„Współczesna nieuporządkowana Europa” nie jest w stanie znaleźć odpowiedzi na „szturmujących” granice nielegalnych imigrantów, na rozkwit przemytników żywego towaru i na wyzwania związane z terroryzmem – ocenił.
Według Orbana wielu liderów Europy nie podejmuje walki w obliczu współczesnej wędrówki ludów i nielegalnego napływu imigrantów, a skutkiem tego jest osłabnięcie bezpieczeństwa, przemoc i generalne niezadowolenie.
Węgry tymczasem wyruszyły - zdaniem Orbana - w odwrotnym kierunku: w ostatnich latach miliony Węgrów odzyskały wiarę, że ich kraj jest bezpiecznym miejscem, w którym można żyć.
Premier uważa, że w przyszłości te kraje, które pozostaną uporządkowane i będą potrafiły zapewnić bezpieczeństwo oraz praworządność, znajdą się w korzystnej sytuacji. Wyraził przekonanie, że bez porządku nie ma wzrostu gospodarczego, inwestycji i „dobrego życia”.
Nawiązując do wyniku brytyjskiego referendum, Orban oznajmił, że obywatele Zjednoczonego Królestwa zdecydowali, że chcą wziąć swój los we własne ręce, „nie życzą sobie więcej pouczania”, mają dość niepewności, paraliżu, „zalewu słów bez czynów” i tego, że powoli przestawali móc się czuć w Europie jak w domu.
Węgierski premier wyraził nadzieję, że teraz UE szybko się zmieni, bo „potrzebujemy czegoś nowego, potrzebujemy zapięcia na nowo europejskiej kurtki”.

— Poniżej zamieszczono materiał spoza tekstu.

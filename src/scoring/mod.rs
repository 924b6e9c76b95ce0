//! Lead scoring. Turns a completed readiness interview into a score,
//! urgency tier, recommended action, pricing recommendation and the text
//! the sales team reads.

pub mod engine;
pub mod model;
pub mod pricing;
pub mod rules;

pub use engine::LeadScorer;
pub use model::{
    CompanySize, LeadProfile, RecommendedAction, ScoreBreakdown, ScoreResult, SizeBand, Urgency,
};
pub use pricing::{Commission, PricingRecommendation, PricingTable, Sku, SkuRecommendation};
pub use rules::{KeywordRule, MaturityBucket, MaturityRule, ScoringRules};

/// Answers the scorer cannot do without.
pub const REQUIRED_FIELDS: &[&str] = &[
    "contact_name",
    "company_name",
    "size",
    "tender_days",
    "industry",
    "current_esg_status",
    "pain_points",
];
//! Carbon footprint report SKUs and partner commission.

use rust_decimal::Decimal;
use rust_decimal_macros::dec;
use serde::{Deserialize, Serialize};

use super::model::{CompanySize, SizeBand};

/// Share of RRP paid out as commission.
const COMMISSION_RATE: Decimal = dec!(0.35);

/// One priced service package.
#[derive(Debug, Clone, PartialEq, Eq, Serialize, Deserialize)]
pub struct Sku {
    pub code: String,
    /// Size tier shown alongside the SKU, e.g. `Small (11-25)`.
    pub tier: String,
    pub description: String,
    pub min_employees: u32,
    pub max_employees: u32,
    pub rrp: Decimal,
}

impl Sku {
    fn new(code: &str, tier: &str, min_employees: u32, max_employees: u32, rrp: Decimal) -> Self {
        Self {
            code: code.to_string(),
            tier: tier.to_string(),
            description: format!(
                "Carbon Footprint Report ({min_employees}-{max_employees} employees)"
            ),
            min_employees,
            max_employees,
            rrp,
        }
    }

    /// 35% of RRP, split in two: the first share rounds down, the second up.
    pub fn commission(&self) -> Commission {
        let total = self.rrp * COMMISSION_RATE;
        let half = total / dec!(2);
        Commission {
            total,
            first_share: half.floor(),
            second_share: half.ceil(),
        }
    }
}

#[derive(Debug, Clone, Copy, PartialEq, Eq, Serialize, Deserialize)]
pub struct Commission {
    pub total: Decimal,
    pub first_share: Decimal,
    pub second_share: Decimal,
}

/// A SKU offered to a lead, with its commission worked out.
#[derive(Debug, Clone, PartialEq, Eq, Serialize, Deserialize)]
pub struct SkuRecommendation {
    #[serde(flatten)]
    pub sku: Sku,
    pub commission: Commission,
}

#[derive(Debug, Clone, PartialEq, Eq, Serialize, Deserialize)]
pub struct PricingRecommendation {
    pub tier: String,
    pub sku_recommendations: Vec<SkuRecommendation>,
}

/// The SKU list, ordered by employee band.
#[derive(Debug, Clone)]
pub struct PricingTable {
    skus: Vec<Sku>,
}

impl Default for PricingTable {
    fn default() -> Self {
        Self {
            skus: vec![
                Sku::new("CFR-1", "Micro (1-10)", 1, 10, dec!(1380)),
                Sku::new("CFR-2", "Small (11-25)", 11, 25, dec!(1840)),
                Sku::new("CFR-3", "Medium (26-100)", 26, 100, dec!(2300)),
                Sku::new("CFR-4", "Large (101+)", 101, 250, dec!(2760)),
            ],
        }
    }
}

impl PricingTable {
    pub fn skus(&self) -> &[Sku] {
        &self.skus
    }

    /// Pick the SKU for an employee count. Counts past the last band use the
    /// largest SKU.
    pub fn for_employees(&self, count: u32) -> Option<&Sku> {
        self.skus
            .iter()
            .find(|s| count >= s.min_employees && count <= s.max_employees)
            .or_else(|| self.skus.iter().filter(|s| count > s.max_employees).last())
    }

    /// Categories use a representative count: small → 11-25, medium →
    /// 26-100, large → 101+.
    pub fn for_size(&self, size: &CompanySize) -> Option<&Sku> {
        let count = match size {
            CompanySize::Employees(n) => *n,
            CompanySize::Category(SizeBand::Small) => 25,
            CompanySize::Category(SizeBand::Medium) => 100,
            CompanySize::Category(SizeBand::Large) => 250,
        };
        self.for_employees(count)
    }

    /// The tier label comes from the chosen SKU's band.
    pub fn recommend(&self, size: &CompanySize) -> PricingRecommendation {
        let sku = self.for_size(size);
        PricingRecommendation {
            tier: sku.map_or_else(|| "Unspecified".to_string(), |s| s.tier.clone()),
            sku_recommendations: sku
                .map(|sku| SkuRecommendation {
                    sku: sku.clone(),
                    commission: sku.commission(),
                })
                .into_iter()
                .collect(),
        }
    }
}

#[cfg(test)]
mod tests {
    use super::*;

    fn code(table: &PricingTable, size: CompanySize) -> &str {
        table.for_size(&size).map(|s| s.code.as_str()).unwrap_or("none")
    }

    #[test]
    fn categories_map_to_skus() {
        let table = PricingTable::default();
        assert_eq!(code(&table, CompanySize::Category(SizeBand::Small)), "CFR-2");
        assert_eq!(code(&table, CompanySize::Category(SizeBand::Medium)), "CFR-3");
        assert_eq!(code(&table, CompanySize::Category(SizeBand::Large)), "CFR-4");
    }

    #[test]
    fn employee_counts_map_to_bands() {
        let table = PricingTable::default();
        assert_eq!(code(&table, CompanySize::Employees(1)), "CFR-1");
        assert_eq!(code(&table, CompanySize::Employees(10)), "CFR-1");
        assert_eq!(code(&table, CompanySize::Employees(11)), "CFR-2");
        assert_eq!(code(&table, CompanySize::Employees(26)), "CFR-3");
        assert_eq!(code(&table, CompanySize::Employees(101)), "CFR-4");
        assert_eq!(code(&table, CompanySize::Employees(5000)), "CFR-4");
        assert_eq!(code(&table, CompanySize::Employees(0)), "none");
    }

    #[test]
    fn commission_splits_round_down_then_up() {
        let table = PricingTable::default();
        let cfr1 = table.for_employees(5).unwrap().commission();
        assert_eq!(cfr1.total, dec!(483));
        assert_eq!(cfr1.first_share, dec!(241));
        assert_eq!(cfr1.second_share, dec!(242));

        let cfr2 = table.for_employees(20).unwrap().commission();
        assert_eq!(cfr2.total, dec!(644));
        assert_eq!(cfr2.first_share, dec!(322));
        assert_eq!(cfr2.second_share, dec!(322));
    }

    #[test]
    fn recommendation_carries_tier_and_commission() {
        let table = PricingTable::default();
        let rec = table.recommend(&CompanySize::Employees(40));
        assert_eq!(rec.tier, "Medium (26-100)");
        assert_eq!(rec.sku_recommendations.len(), 1);
        assert_eq!(rec.sku_recommendations[0].sku.code, "CFR-3");
        assert_eq!(rec.sku_recommendations[0].commission.second_share, dec!(403));
    }

    #[test]
    fn tier_label_matches_chosen_sku() {
        let table = PricingTable::default();
        let rec = table.recommend(&CompanySize::Employees(5));
        assert_eq!(rec.tier, "Micro (1-10)");
        assert_eq!(rec.sku_recommendations[0].sku.code, "CFR-1");

        let rec = table.recommend(&CompanySize::Category(SizeBand::Small));
        assert_eq!(rec.tier, "Small (11-25)");
        assert_eq!(rec.sku_recommendations[0].sku.code, "CFR-2");

        let rec = table.recommend(&CompanySize::Employees(0));
        assert_eq!(rec.tier, "Unspecified");
        assert!(rec.sku_recommendations.is_empty());
    }
}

Podkreślił też, że jeśli z szachownicy „zostanie zdjęta jedna figura, to zmienia się cała gra, a jeśli to ważna figura – a taką jest Zjednoczone Królestwo w polityce europejskiej – to wszystko trzeba przemyśleć od nowa”.
Przed czwartkowym referendum w Wielkiej Brytanii Orban zamieścił reklamę w dzienniku "Daily Mail", apelując o głosowanie za pozostaniem we Wspólnocie. Całostronicowa reklama przedstawia węgierską flagę z krótką informacją: "Decyzja należy do Was, ale chciałbym, żebyście wiedzieli, że Węgry są dumne współpracując z Wami jako członkiem Unii Europejskiej".